■ **Required work**:
From the entries that follow, list every line in which the string "main" appears.

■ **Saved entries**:
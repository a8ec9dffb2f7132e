//! Declarative form validation mirroring the backend's bean validation.
//!
//! A [`Schema`] is an ordered list of field rules plus cross-field
//! refinements. [`validate`] is pure: no I/O, same input same output.
//! Within one field the first failing rule wins; refinements run only once
//! every field passed.

pub mod forms;
pub mod schema;
pub mod schemas;

pub use forms::{Form, LoginForm, OshiGroupForm, RegisterForm, SearchModeForm, validate_form};
pub use schema::{FieldKind, FieldSchema, Refinement, Rule, Schema};

use std::collections::BTreeMap;
use std::fmt;

/// A single submitted value.
#[derive(Debug, Clone, PartialEq, Eq)]
pub enum FieldValue {
    Text(String),
    Flag(bool),
}

/// Submitted form values keyed by wire field name (`groupName`, `email`, ...).
#[derive(Debug, Clone, Default, PartialEq, Eq)]
pub struct FormValues {
    values: BTreeMap<String, FieldValue>,
}

impl FormValues {
    pub fn new() -> Self {
        Self::default()
    }

    pub fn with_text(mut self, name: &str, value: impl Into<String>) -> Self {
        self.values
            .insert(name.to_string(), FieldValue::Text(value.into()));
        self
    }

    pub fn with_flag(mut self, name: &str, value: bool) -> Self {
        self.values.insert(name.to_string(), FieldValue::Flag(value));
        self
    }

    pub fn get(&self, name: &str) -> Option<&FieldValue> {
        self.values.get(name)
    }

    pub fn text(&self, name: &str) -> Option<&str> {
        match self.values.get(name) {
            Some(FieldValue::Text(value)) => Some(value),
            _ => None,
        }
    }

    pub fn flag(&self, name: &str) -> Option<bool> {
        match self.values.get(name) {
            Some(FieldValue::Flag(value)) => Some(*value),
            _ => None,
        }
    }

    pub fn len(&self) -> usize {
        self.values.len()
    }

    pub fn is_empty(&self) -> bool {
        self.values.is_empty()
    }

    pub(crate) fn insert(&mut self, name: &str, value: FieldValue) {
        self.values.insert(name.to_string(), value);
    }
}

/// Why a form was rejected.
#[derive(Debug, Clone, Default, PartialEq, Eq)]
pub struct ValidationErrors {
    /// First failing message per field.
    pub field_errors: BTreeMap<String, String>,
    /// Messages not tied to a single field (refinements).
    pub form_errors: Vec<String>,
}

impl ValidationErrors {
    pub fn is_empty(&self) -> bool {
        self.field_errors.is_empty() && self.form_errors.is_empty()
    }

    pub fn field(&self, name: &str) -> Option<&str> {
        self.field_errors.get(name).map(String::as_str)
    }

    pub fn first_form_error(&self) -> Option<&str> {
        self.form_errors.first().map(String::as_str)
    }

    /// The form-level message if there is one, else the first field message.
    pub fn summary(&self) -> Option<&str> {
        self.first_form_error()
            .or_else(|| self.field_errors.values().next().map(String::as_str))
    }
}

impl fmt::Display for ValidationErrors {
    fn fmt(&self, f: &mut fmt::Formatter<'_>) -> fmt::Result {
        let mut parts: Vec<String> = self
            .field_errors
            .iter()
            .map(|(field, message)| format!("{field}: {message}"))
            .collect();
        parts.extend(self.form_errors.iter().cloned());
        write!(f, "{}", parts.join(", "))
    }
}

impl std::error::Error for ValidationErrors {}

/// Run `schema` against `values`.
///
/// On success returns the normalized values: only declared fields are kept.
pub fn validate(schema: &Schema, values: &FormValues) -> Result<FormValues, ValidationErrors> {
    schema.validate(values)
}
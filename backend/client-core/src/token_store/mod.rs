//! Persistence of the bearer credential.
//!
//! The HTTP client never touches storage directly; it asks a
//! [`CredentialProvider`]. Storage failures are logged and degrade to
//! "no credential" on read, "not persisted" on write.

pub mod paths;

pub use paths::{PathSource, TOKEN_STORAGE_KEY, TokenPaths, detect_token_paths};

use crate::error::TokenStoreError;

use common::{ErrorLocation, RedactedToken};

use std::fs::{self, File, OpenOptions};
use std::io::{ErrorKind, Write};
use std::panic::Location;
use std::path::{Path, PathBuf};
use std::process;
use std::sync::Mutex;
use std::sync::atomic::{AtomicU64, Ordering};

use log::{debug, error, info, warn};

static TEMP_FILE_COUNTER: AtomicU64 = AtomicU64::new(0);

/// Source of the bearer credential attached to outgoing requests.
pub trait CredentialProvider: Send + Sync {
    /// Current credential, or `None` when absent or unreadable.
    fn get(&self) -> Option<RedactedToken>;

    /// Persist a credential. Failures are logged, not returned.
    fn set(&self, token: &str);

    /// Remove the credential. Failures are ignored.
    fn clear(&self);
}

/// Credential kept only for the lifetime of the process.
#[derive(Default)]
pub struct MemoryTokenStore {
    token: Mutex<Option<RedactedToken>>,
}

impl MemoryTokenStore {
    pub fn new() -> Self {
        Self::default()
    }

    pub fn with_token(token: &str) -> Self {
        let store = Self::new();
        store.set(token);
        store
    }
}

impl CredentialProvider for MemoryTokenStore {
    fn get(&self) -> Option<RedactedToken> {
        self.token
            .lock()
            .unwrap_or_else(|poisoned| poisoned.into_inner())
            .clone()
    }

    fn set(&self, token: &str) {
        match RedactedToken::try_new(token) {
            Ok(token) => {
                *self
                    .token
                    .lock()
                    .unwrap_or_else(|poisoned| poisoned.into_inner()) = Some(token);
            }
            Err(e) => error!("Failed to store auth token: {}", e),
        }
    }

    fn clear(&self) {
        *self
            .token
            .lock()
            .unwrap_or_else(|poisoned| poisoned.into_inner()) = None;
    }
}

/// Credential persisted as a single file named [`TOKEN_STORAGE_KEY`].
///
/// Survives process restarts until [`CredentialProvider::clear`] or the file is
/// deleted out from under us.
#[derive(Debug, Clone)]
pub struct FileTokenStore {
    paths: TokenPaths,
}

impl FileTokenStore {
    pub fn new(paths: TokenPaths) -> Self {
        Self { paths }
    }

    /// Store in `data_dir` regardless of environment.
    pub fn in_dir(data_dir: &Path) -> Self {
        Self::new(TokenPaths::in_dir(data_dir, PathSource::Config))
    }

    /// Resolve the directory from config / env / platform defaults.
    pub fn detect(configured: Option<&Path>) -> Result<Self, TokenStoreError> {
        let paths = detect_token_paths(configured)?;
        info!(
            "Token store at {:?} (source: {})",
            paths.token_file, paths.source
        );
        Ok(Self::new(paths))
    }

    pub fn paths(&self) -> &TokenPaths {
        &self.paths
    }

    fn read(&self) -> Result<Option<RedactedToken>, TokenStoreError> {
        let content = match fs::read_to_string(&self.paths.token_file) {
            Ok(content) => content,
            Err(e) if e.kind() == ErrorKind::NotFound => return Ok(None),
            Err(e) => {
                return Err(TokenStoreError::Read {
                    location: ErrorLocation::from(Location::caller()),
                    path: self.paths.token_file.clone(),
                    source: e,
                });
            }
        };

        if content.trim().is_empty() {
            return Ok(None);
        }

        Ok(Some(RedactedToken::try_new(content)?))
    }

    fn write(&self, token: &RedactedToken) -> Result<(), TokenStoreError> {
        let write_error = |path: &Path, source: std::io::Error| TokenStoreError::Write {
            location: ErrorLocation::from(Location::caller()),
            path: path.to_path_buf(),
            source,
        };

        fs::create_dir_all(&self.paths.data_dir)
            .map_err(|e| write_error(&self.paths.data_dir, e))?;

        let temp_path = self.temp_path();
        let written = create_private(&temp_path)
            .and_then(|mut file| {
                file.write_all(token.expose().as_bytes())?;
                file.sync_all()
            })
            .map_err(|e| write_error(&temp_path, e));

        if let Err(e) = written {
            let _ = fs::remove_file(&temp_path);
            return Err(e);
        }

        fs::rename(&temp_path, &self.paths.token_file).map_err(|e| {
            let _ = fs::remove_file(&temp_path);
            write_error(&self.paths.token_file, e)
        })?;

        Ok(())
    }

    /// Unique per process and per write, so concurrent writers never share a file.
    fn temp_path(&self) -> PathBuf {
        let sequence = TEMP_FILE_COUNTER.fetch_add(1, Ordering::Relaxed);
        self.paths
            .data_dir
            .join(format!("{TOKEN_STORAGE_KEY}.{}.{sequence}.tmp", process::id()))
    }

    fn remove(&self) -> Result<(), TokenStoreError> {
        match fs::remove_file(&self.paths.token_file) {
            Ok(()) => Ok(()),
            Err(e) if e.kind() == ErrorKind::NotFound => Ok(()),
            Err(e) => Err(TokenStoreError::Remove {
                location: ErrorLocation::from(Location::caller()),
                path: self.paths.token_file.clone(),
                source: e,
            }),
        }
    }
}

impl CredentialProvider for FileTokenStore {
    fn get(&self) -> Option<RedactedToken> {
        match self.read() {
            Ok(token) => token,
            Err(e) => {
                warn!("Failed to read auth token: {}", e);
                None
            }
        }
    }

    fn set(&self, token: &str) {
        let result = RedactedToken::try_new(token)
            .map_err(TokenStoreError::from)
            .and_then(|token| {
                self.write(&token)?;
                Ok(token.len())
            });

        match result {
            Ok(len) => debug!("Stored auth token ({} chars)", len),
            Err(e) => error!("Failed to store auth token: {}", e),
        }
    }

    fn clear(&self) {
        if let Err(e) = self.remove() {
            debug!("Ignoring auth token removal failure: {}", e);
        }
    }
}

/// Create a new file readable only by the owner before any byte is written.
#[cfg(unix)]
fn create_private(path: &Path) -> std::io::Result<File> {
    use std::os::unix::fs::OpenOptionsExt;
    OpenOptions::new()
        .write(true)
        .create_new(true)
        .mode(0o600)
        .open(path)
}

#[cfg(not(unix))]
fn create_private(path: &Path) -> std::io::Result<File> {
    OpenOptions::new().write(true).create_new(true).open(path)
}
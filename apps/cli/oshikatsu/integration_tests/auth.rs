use crate::helpers::{Harness, TEST_TOKEN, group_json};

use oshikatsu::Outcome;
use oshikatsu::cli::{Command, GroupsCommand, LoginArgs, SearchArgs};
use oshikatsu::render::LOGIN_REQUIRED_MESSAGE;

use client_core::token_store::CredentialProvider;

use serde_json::json;
use wiremock::matchers::{header, method, path};
use wiremock::{Mock, MockServer, ResponseTemplate};

fn search_all() -> Command {
    Command::Groups(GroupsCommand::Search(SearchArgs {
        query: "ホロライブ".to_string(),
        ..SearchArgs::default()
    }))
}

/// **VALUE**: Protected commands stop at the guard without a credential.
///
/// **WHY THIS MATTERS**: Without the guard the user would see a raw 401 from
/// the backend instead of being told to log in.
///
/// **BUG THIS CATCHES**: Commands skipping the route guard, or the guard
/// reading a different store than the client.
#[tokio::test]
async fn given_no_login_when_running_protected_commands_then_login_required_and_no_requests() {
    // GIVEN: A backend and no stored credential
    let server = MockServer::start().await;
    let harness = Harness::new(&server.uri());

    // WHEN / THEN: Every protected page redirects
    for command in [search_all(), Command::Dashboard, Command::Members] {
        let (outcome, output) = harness.run(&command).await;
        assert_eq!(outcome, Outcome::LoginRequired, "{command:?}");
        assert!(output.contains(LOGIN_REQUIRED_MESSAGE));
    }

    // AND: Nothing reached the backend
    assert!(server.received_requests().await.unwrap().is_empty());
}

/// **VALUE**: Login in one invocation authorizes the next one.
///
/// **BUG THIS CATCHES**: The CLI writing the token to a different directory
/// than the one later invocations read from.
#[tokio::test]
async fn given_login_when_searching_in_next_invocation_then_bearer_is_sent() {
    let server = MockServer::start().await;
    Mock::given(method("POST"))
        .and(path("/api/auth/login"))
        .respond_with(ResponseTemplate::new(200).set_body_json(json!({
            "token": TEST_TOKEN,
            "type": "Bearer",
            "userId": 7,
            "username": "alice",
            "email": "alice@example.com"
        })))
        .expect(1)
        .mount(&server)
        .await;
    Mock::given(method("GET"))
        .and(path("/api/oshi-groups/list-group"))
        .and(header("authorization", format!("Bearer {TEST_TOKEN}").as_str()))
        .respond_with(
            ResponseTemplate::new(200)
                .set_body_json(json!([group_json(1, "ホロライブ", Some("カバー株式会社"))])),
        )
        .expect(1)
        .mount(&server)
        .await;

    let harness = Harness::new(&server.uri());
    let login = Command::Login(LoginArgs {
        username: "alice".to_string(),
        password: "secret".to_string(),
    });

    let (outcome, output) = harness.run(&login).await;
    assert_eq!(outcome, Outcome::Done);
    assert!(output.contains("ようこそ、aliceさん"));

    let (outcome, output) = harness.run(&search_all()).await;
    assert_eq!(outcome, Outcome::Done);
    assert!(output.contains("[1] ホロライブ"));
    assert!(output.contains("更新: 2024/02/01 09:05"));
}

#[tokio::test]
async fn given_empty_login_form_when_logging_in_then_field_messages_and_no_request() {
    let server = MockServer::start().await;
    let harness = Harness::new(&server.uri());

    let (outcome, output) = harness
        .run(&Command::Login(LoginArgs {
            username: String::new(),
            password: String::new(),
        }))
        .await;

    assert_eq!(outcome, Outcome::Rejected);
    assert!(output.contains("ユーザー名を入力してください"));
    assert!(output.contains("パスワードを入力してください"));
    assert!(server.received_requests().await.unwrap().is_empty());
}

#[tokio::test]
async fn given_signed_in_user_when_logging_out_then_credential_is_removed() {
    let server = MockServer::start().await;
    let harness = Harness::new(&server.uri()).signed_in();

    let (outcome, _) = harness.run(&Command::Logout).await;

    assert_eq!(outcome, Outcome::Done);
    assert!(harness.context().store().get().is_none());
    let (outcome, _) = harness.run(&Command::Members).await;
    assert_eq!(outcome, Outcome::LoginRequired);
}
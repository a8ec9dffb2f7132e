mod api_client;
mod auth_flow;
mod helpers;
mod oshi_group_api;
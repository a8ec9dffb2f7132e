//! Shared building blocks for the Oshikatsu client.
//!
//! Nothing in here knows about HTTP endpoints or forms. It holds the pieces
//! every other crate reaches for when it reports an error or handles a secret.
//!
//! ## Architecture
//!
//! - **common** (this crate): error locations, status codes, redacted secrets
//! - **models**: wire DTOs exchanged with the backend
//! - **client-core**: token store, HTTP client, validation, workflows
//! - **oshikatsu**: terminal front-end wiring everything together

pub mod error;
pub mod http_status;
pub mod redacted_token;

pub use error::error_location::ErrorLocation;
pub use error::redact_error::RedactError;
pub use http_status::HttpStatusCode;
pub use redacted_token::RedactedToken;

#[cfg(test)]
mod tests;
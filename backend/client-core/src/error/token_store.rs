use common::{ErrorLocation, RedactError};

use std::path::PathBuf;

use thiserror::Error as ThisError;

/// Failures inside the token store.
///
/// These never reach callers of [`crate::token_store::CredentialProvider`];
/// the provider logs them and degrades to "no credential".
#[derive(Debug, ThisError)]
pub enum TokenStoreError {
    #[error("Token Store Read Error: {path}: {source} {location}")]
    Read {
        location: ErrorLocation,
        path: PathBuf,
        #[source]
        source: std::io::Error,
    },

    #[error("Token Store Write Error: {path}: {source} {location}")]
    Write {
        location: ErrorLocation,
        path: PathBuf,
        #[source]
        source: std::io::Error,
    },

    #[error("Token Store Remove Error: {path}: {source} {location}")]
    Remove {
        location: ErrorLocation,
        path: PathBuf,
        #[source]
        source: std::io::Error,
    },

    #[error("Token Store Path Error: {message} {location}")]
    PathDetection {
        message: String,
        location: ErrorLocation,
    },

    #[error(transparent)]
    Token(#[from] RedactError),
}
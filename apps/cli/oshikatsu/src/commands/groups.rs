//! The oshi group page, one command per user journey.

use super::{Outcome, require_route};

use crate::cli::{GroupFieldArgs, SearchArgs};
use crate::context::AppContext;
use crate::error::OshikatsuError;
use crate::render;

use client_core::api::OshiGroupApi;
use client_core::error::WorkflowError;
use client_core::navigation::Route;
use client_core::validation::OshiGroupForm;
use client_core::workflow::GroupPage;

use models::GroupId;

use std::io::Write;

use log::debug;

/// Output options shared by the group commands.
#[derive(Debug, Clone, Copy, Default)]
pub struct ListFormat {
    pub json: bool,
}

pub async fn search(
    ctx: &AppContext,
    args: &SearchArgs,
    format: ListFormat,
    out: &mut impl Write,
) -> Result<Outcome, OshikatsuError> {
    if let Some(outcome) = require_route(ctx, Route::OshiGroups, out)? {
        return Ok(outcome);
    }

    let mut page = ctx.group_page();
    run_search(&mut page, args).await?;
    show_list(&page, format, out)?;

    Ok(if page.state().search_error().is_some() {
        Outcome::Rejected
    } else {
        Outcome::Done
    })
}

/// Optional search first (to set the refetch criteria), then the create modal.
pub async fn create(
    ctx: &AppContext,
    search: &SearchArgs,
    fields: &GroupFieldArgs,
    format: ListFormat,
    out: &mut impl Write,
) -> Result<Outcome, OshikatsuError> {
    if let Some(outcome) = require_route(ctx, Route::OshiGroups, out)? {
        return Ok(outcome);
    }

    let mut page = ctx.group_page();
    *page.search_form_mut() = search.to_form();

    if !search.query.trim().is_empty() {
        page.search().await?;
        if let Some(error) = page.state().search_error() {
            render::banner(out, error)?;
            return Ok(Outcome::Rejected);
        }
    }

    page.open_create()?;
    if let Some(form) = page.form_mut() {
        apply_fields(form, fields);
    }

    submit(&mut page, format, out).await
}

/// Search, open the listed group `id`, apply the given fields, save.
pub async fn edit(
    ctx: &AppContext,
    id: GroupId,
    search: &SearchArgs,
    fields: &GroupFieldArgs,
    format: ListFormat,
    out: &mut impl Write,
) -> Result<Outcome, OshikatsuError> {
    if let Some(outcome) = require_route(ctx, Route::OshiGroups, out)? {
        return Ok(outcome);
    }

    let mut page = ctx.group_page();
    run_search(&mut page, search).await?;
    if let Some(error) = page.state().search_error() {
        render::banner(out, error)?;
        return Ok(Outcome::Rejected);
    }

    match page.open_edit(id) {
        Ok(()) => {}
        Err(WorkflowError::UnknownGroup { group_id, .. }) => {
            writeln!(out, "ID {group_id} のグループは検索結果にありません")?;
            return Ok(Outcome::Rejected);
        }
        Err(e) => return Err(e.into()),
    }

    if let Some(form) = page.form_mut() {
        apply_fields(form, fields);
    }

    submit(&mut page, format, out).await
}

/// Given values replace the form's; absent ones keep the pre-filled value.
pub fn apply_fields(form: &mut OshiGroupForm, fields: &GroupFieldArgs) {
    if let Some(group_name) = &fields.group_name {
        form.group_name = group_name.clone();
    }
    if let Some(company) = &fields.company {
        form.company = company.clone();
    }
    if let Some(description) = &fields.description {
        form.description = description.clone();
    }
}

async fn run_search<A: OshiGroupApi>(
    page: &mut GroupPage<A>,
    args: &SearchArgs,
) -> Result<(), OshikatsuError> {
    *page.search_form_mut() = args.to_form();
    debug!("Searching with {:?}", page.state().search_form);
    page.search().await?;
    Ok(())
}

async fn submit<A: OshiGroupApi>(
    page: &mut GroupPage<A>,
    format: ListFormat,
    out: &mut impl Write,
) -> Result<Outcome, OshikatsuError> {
    page.submit().await?;

    if let Some(modal) = page.state().modal() {
        render::modal(out, modal)?;
        return Ok(Outcome::Rejected);
    }

    if !format.json {
        writeln!(out, "保存しました")?;
    }
    show_list(page, format, out)?;

    if page.state().search_error().is_some() {
        return Ok(Outcome::Rejected);
    }
    Ok(Outcome::Done)
}

fn show_list<A: OshiGroupApi>(
    page: &GroupPage<A>,
    format: ListFormat,
    out: &mut impl Write,
) -> Result<(), OshikatsuError> {
    if format.json && page.state().search_error().is_none() {
        render::group_list_json(out, page.state().groups())?;
    } else {
        render::group_list(out, page.state())?;
    }
    Ok(())
}
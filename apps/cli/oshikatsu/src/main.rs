use oshikatsu::Outcome;
use oshikatsu::cli::Cli;

use std::process::ExitCode;

use clap::Parser;
use log::error;

#[tokio::main]
async fn main() -> ExitCode {
    let cli = Cli::parse();
    let json = cli.json;

    match oshikatsu::run(cli).await {
        Ok(outcome) => ExitCode::from(outcome.exit_code()),
        Err(e) => {
            error!("{e}");
            match serde_json::to_string(&e) {
                Ok(report) if json => eprintln!("{report}"),
                _ => eprintln!("{e}"),
            }
            ExitCode::from(Outcome::FAILURE_CODE)
        }
    }
}
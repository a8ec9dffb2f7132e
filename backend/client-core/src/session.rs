//! Login, registration and logout.

use crate::api::AuthApi;
use crate::error::AuthError;
use crate::token_store::CredentialProvider;
use crate::validation::{LoginForm, RegisterForm, validate_form};

use models::{AuthResponse, AuthUser, LoginRequest, RegisterRequest};

use std::sync::Arc;

use log::{debug, info};

/// The signed-in state of one client.
///
/// The token goes to the credential store; the user only lives here.
pub struct AuthSession<A: AuthApi> {
    api: A,
    credentials: Arc<dyn CredentialProvider>,
    user: Option<AuthUser>,
}

impl<A: AuthApi> AuthSession<A> {
    pub fn new(api: A, credentials: Arc<dyn CredentialProvider>) -> Self {
        Self {
            api,
            credentials,
            user: None,
        }
    }

    /// Validate, then `POST /api/auth/login`. Nothing is sent for an invalid form.
    pub async fn login(&mut self, form: &LoginForm) -> Result<&AuthUser, AuthError> {
        let form = validate_form(form).map_err(AuthError::Validation)?;
        let request = LoginRequest::from(form);

        debug!("Logging in as {}", request.username);
        let response = self.api.login(&request).await?;
        Ok(self.accept(response))
    }

    /// Validate, then `POST /api/auth/register`. Nothing is sent for an invalid form.
    pub async fn register(&mut self, form: &RegisterForm) -> Result<&AuthUser, AuthError> {
        let form = validate_form(form).map_err(AuthError::Validation)?;
        let request = RegisterRequest::from(form);

        debug!("Registering {}", request.username);
        let response = self.api.register(&request).await?;
        Ok(self.accept(response))
    }

    pub fn logout(&mut self) {
        self.credentials.clear();
        if let Some(user) = self.user.take() {
            info!("Logged out {}", user.username);
        }
    }

    pub fn is_authenticated(&self) -> bool {
        self.credentials.get().is_some()
    }

    pub fn user(&self) -> Option<&AuthUser> {
        self.user.as_ref()
    }

    fn accept(&mut self, response: AuthResponse) -> &AuthUser {
        let (token, user) = response.into_parts();
        self.credentials.set(&token);
        info!("Signed in as {} (user {})", user.username, user.user_id);
        self.user.insert(user)
    }
}
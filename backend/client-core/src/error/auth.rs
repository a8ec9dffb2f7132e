use super::api::ApiError;
use crate::validation::ValidationErrors;

use thiserror::Error as ThisError;

/// Failure of a login or registration attempt.
#[derive(Debug, ThisError)]
pub enum AuthError {
    /// The form failed local validation; nothing was sent.
    #[error("Auth Validation Error: {0}")]
    Validation(ValidationErrors),

    #[error(transparent)]
    Api(#[from] ApiError),
}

■ **Reply**:
filename apps/cli/oshikatsu/src/main.rs
#[tokio::main]
async fn main() -> ExitCode {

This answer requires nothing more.